Level of education has played a large part in Mexican feminism because schoolteachers were some of the first women to enter the work-force in Mexico.[42] Many of the early feminists who emerged from the Revolution were teachers either before or after the war,[66] as were the participants of the Primer Congreso Feminista, the first feminist congress in Mexico.[42]

As they had in the War for Independence, many Mexican women served during the Mexican Revolution as soldiers and even troop leaders, as well as in more traditional camp-follower roles as cooks, laundresses, and nurses.[67] However, those who gained recognition as veterans of the war were typically educated women who acted as couriers of arms and letters, propagandists, and spies. In part, this was due to an order issued on March 18, 1916, which decommissioned all military appointments of women retroactively and declared them null and void.[68] Because of the nature of espionage, many of the women spies worked directly with the leadership of the revolution and thus had at least a semi-protected status as long as the leader they worked with was living. They formed anti-Huerta clubs,[69] like the Club Femenil Lealtad (Women's Loyalty Club) founded in 1913 by María Arias Bernal,[70] using their gender to disguise their activities.[69]
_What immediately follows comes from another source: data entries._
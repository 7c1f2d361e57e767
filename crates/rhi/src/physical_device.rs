//! Physical device (GPU) selection.
//!
//! A device qualifies when it has a graphics queue family, a family that can
//! present to the target surface, the swap chain extension, and at least one
//! surface format and present mode. Qualifying devices are ranked by
//! [`score_device`] and the best one wins.

use std::ffi::CStr;

use ash::vk;
use tracing::{debug, info, warn};

use crate::error::{RhiError, RhiResult};

/// Queue family indices for the graphics/present queue pair.
#[derive(Clone, Copy, Debug, Default, PartialEq, Eq)]
pub struct QueueFamilyIndices {
    pub graphics_family: Option<u32>,
    pub present_family: Option<u32>,
}

impl QueueFamilyIndices {
    /// Both graphics and present families were found.
    #[inline]
    pub fn is_complete(&self) -> bool {
        self.graphics_family.is_some() && self.present_family.is_some()
    }

    /// Distinct family indices, graphics first.
    pub fn unique_families(&self) -> Vec<u32> {
        let mut families = Vec::with_capacity(2);

        if let Some(graphics) = self.graphics_family {
            families.push(graphics);
        }
        if let Some(present) = self.present_family
            && !families.contains(&present)
        {
            families.push(present);
        }

        families
    }

    /// Whether the swap chain images must be shared between two families.
    #[inline]
    pub fn is_split(&self) -> bool {
        self.graphics_family != self.present_family
    }
}

/// Everything needed about the chosen GPU to build a logical device.
#[derive(Clone)]
pub struct PhysicalDeviceInfo {
    pub device: vk::PhysicalDevice,
    pub properties: vk::PhysicalDeviceProperties,
    pub queue_families: QueueFamilyIndices,
}

impl PhysicalDeviceInfo {
    pub fn device_name(&self) -> &str {
        unsafe {
            CStr::from_ptr(self.properties.device_name.as_ptr())
                .to_str()
                .unwrap_or("Unknown Device")
        }
    }

    pub fn device_type_name(&self) -> &'static str {
        match self.properties.device_type {
            vk::PhysicalDeviceType::DISCRETE_GPU => "Discrete GPU",
            vk::PhysicalDeviceType::INTEGRATED_GPU => "Integrated GPU",
            vk::PhysicalDeviceType::VIRTUAL_GPU => "Virtual GPU",
            vk::PhysicalDeviceType::CPU => "CPU",
            _ => "Other",
        }
    }

    /// Guaranteed push-constant budget of this device.
    pub fn max_push_constants_size(&self) -> u32 {
        self.properties.limits.max_push_constants_size
    }
}

impl std::fmt::Debug for PhysicalDeviceInfo {
    fn fmt(&self, f: &mut std::fmt::Formatter<'_>) -> std::fmt::Result {
        f.debug_struct("PhysicalDeviceInfo")
            .field("name", &self.device_name())
            .field("type", &self.device_type_name())
            .field("queue_families", &self.queue_families)
            .finish()
    }
}

/// Picks the highest scoring GPU able to present to `surface`.
///
/// # Errors
///
/// Returns [`RhiError::NoSuitableGpu`] when nothing qualifies.
pub fn select_physical_device(
    instance: &ash::Instance,
    surface: vk::SurfaceKHR,
    surface_loader: &ash::khr::surface::Instance,
) -> RhiResult<PhysicalDeviceInfo> {
    let devices = unsafe { instance.enumerate_physical_devices()? };

    if devices.is_empty() {
        warn!("No Vulkan-capable GPUs found");
        return Err(RhiError::NoSuitableGpu);
    }

    info!("Found {} GPU(s)", devices.len());

    let best = devices
        .into_iter()
        .filter_map(|device| check_device_suitability(instance, device, surface, surface_loader))
        .map(|info| {
            let score = score_device(
                info.properties.device_type,
                info.properties.limits.max_image_dimension2_d,
                !info.queue_families.is_split(),
            );
            debug!(
                "GPU '{}' ({}) - Score: {}",
                info.device_name(),
                info.device_type_name(),
                score
            );
            (info, score)
        })
        .max_by_key(|(_, score)| *score);

    let Some((selected, score)) = best else {
        warn!("No GPU supports the required queues, extensions and surface");
        return Err(RhiError::NoSuitableGpu);
    };

    info!(
        "Selected GPU: '{}' ({}) - Score: {}",
        selected.device_name(),
        selected.device_type_name(),
        score
    );

    Ok(selected)
}

/// Ranks a device; higher is better.
///
/// Device type dominates. A single family serving graphics and present
/// avoids concurrent image sharing, so it earns a small bonus.
pub fn score_device(
    device_type: vk::PhysicalDeviceType,
    max_image_dimension_2d: u32,
    unified_queue: bool,
) -> u32 {
    let type_score = match device_type {
        vk::PhysicalDeviceType::DISCRETE_GPU => 100_000,
        vk::PhysicalDeviceType::INTEGRATED_GPU => 10_000,
        vk::PhysicalDeviceType::VIRTUAL_GPU => 1_000,
        vk::PhysicalDeviceType::CPU => 100,
        _ => 10,
    };

    let unified_bonus = if unified_queue { 50 } else { 0 };

    type_score + max_image_dimension_2d.min(32_768) / 16 + unified_bonus
}

fn check_device_suitability(
    instance: &ash::Instance,
    device: vk::PhysicalDevice,
    surface: vk::SurfaceKHR,
    surface_loader: &ash::khr::surface::Instance,
) -> Option<PhysicalDeviceInfo> {
    let properties = unsafe { instance.get_physical_device_properties(device) };
    let info = PhysicalDeviceInfo {
        device,
        properties,
        queue_families: find_queue_families(instance, device, surface, surface_loader),
    };

    if !info.queue_families.is_complete() {
        debug!(
            "GPU '{}' skipped: missing graphics or present queue family",
            info.device_name()
        );
        return None;
    }

    if !supports_swapchain_extension(instance, device) {
        debug!("GPU '{}' skipped: no VK_KHR_swapchain", info.device_name());
        return None;
    }

    let formats =
        unsafe { surface_loader.get_physical_device_surface_formats(device, surface) };
    let present_modes =
        unsafe { surface_loader.get_physical_device_surface_present_modes(device, surface) };
    let adequate = matches!((formats, present_modes), (Ok(f), Ok(p)) if !f.is_empty() && !p.is_empty());
    if !adequate {
        debug!(
            "GPU '{}' skipped: surface has no formats or present modes",
            info.device_name()
        );
        return None;
    }

    Some(info)
}

fn supports_swapchain_extension(instance: &ash::Instance, device: vk::PhysicalDevice) -> bool {
    let Ok(extensions) = (unsafe { instance.enumerate_device_extension_properties(device) }) else {
        return false;
    };

    extensions.iter().any(|ext| {
        let name = unsafe { CStr::from_ptr(ext.extension_name.as_ptr()) };
        name == ash::khr::swapchain::NAME
    })
}

fn find_queue_families(
    instance: &ash::Instance,
    device: vk::PhysicalDevice,
    surface: vk::SurfaceKHR,
    surface_loader: &ash::khr::surface::Instance,
) -> QueueFamilyIndices {
    let families = unsafe { instance.get_physical_device_queue_family_properties(device) };

    let mut indices = QueueFamilyIndices::default();

    for (i, family) in families.iter().enumerate() {
        let i = i as u32;

        if family.queue_count == 0 {
            continue;
        }

        let has_graphics = family.queue_flags.contains(vk::QueueFlags::GRAPHICS);
        let present_support = unsafe {
            surface_loader
                .get_physical_device_surface_support(device, i, surface)
                .unwrap_or(false)
        };

        // A family that does both is preferred over any split pair.
        if has_graphics && present_support {
            indices.graphics_family = Some(i);
            indices.present_family = Some(i);
            break;
        }

        if has_graphics && indices.graphics_family.is_none() {
            indices.graphics_family = Some(i);
        }
        if present_support && indices.present_family.is_none() {
            indices.present_family = Some(i);
        }
    }

    indices
}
The late nineteenth century had seen the emergence of educated women who pursued careers as novelists, journalists, and political activists. In Latin America generally and in Mexico in particular, a shared feminist consciousness was developing.[71] Some legal gains for women were made during the Revolution, with the right to divorce attained in 1914.[70] In 1915, Hermila Galindo founded a feminist publication, Mujer Moderna (The Modern Woman) which discussed both politics and feminist ideas,[72] including suffrage. Galindo became an important adviser to Venustiano Carranza, leader of the winning Constitutionalist faction of the Revolution.[70] Also in 1915, in October, the newly appointed governor of the Yucatán, Salvador Alvarado, who had studied both European and United States feminist theory and socialism, called for a feminist congress to be convened. In January 1916, the Primer Congreso Feminista (First Feminist Congress) was held in Mérida, Mexico, and discussed topics of education, including sexual education; the problem of religious fanaticism; legal rights and reforms; equal employment opportunity; and intellectual equality among others,[42] but without any real challenge to defining women in terms of motherhood.[73]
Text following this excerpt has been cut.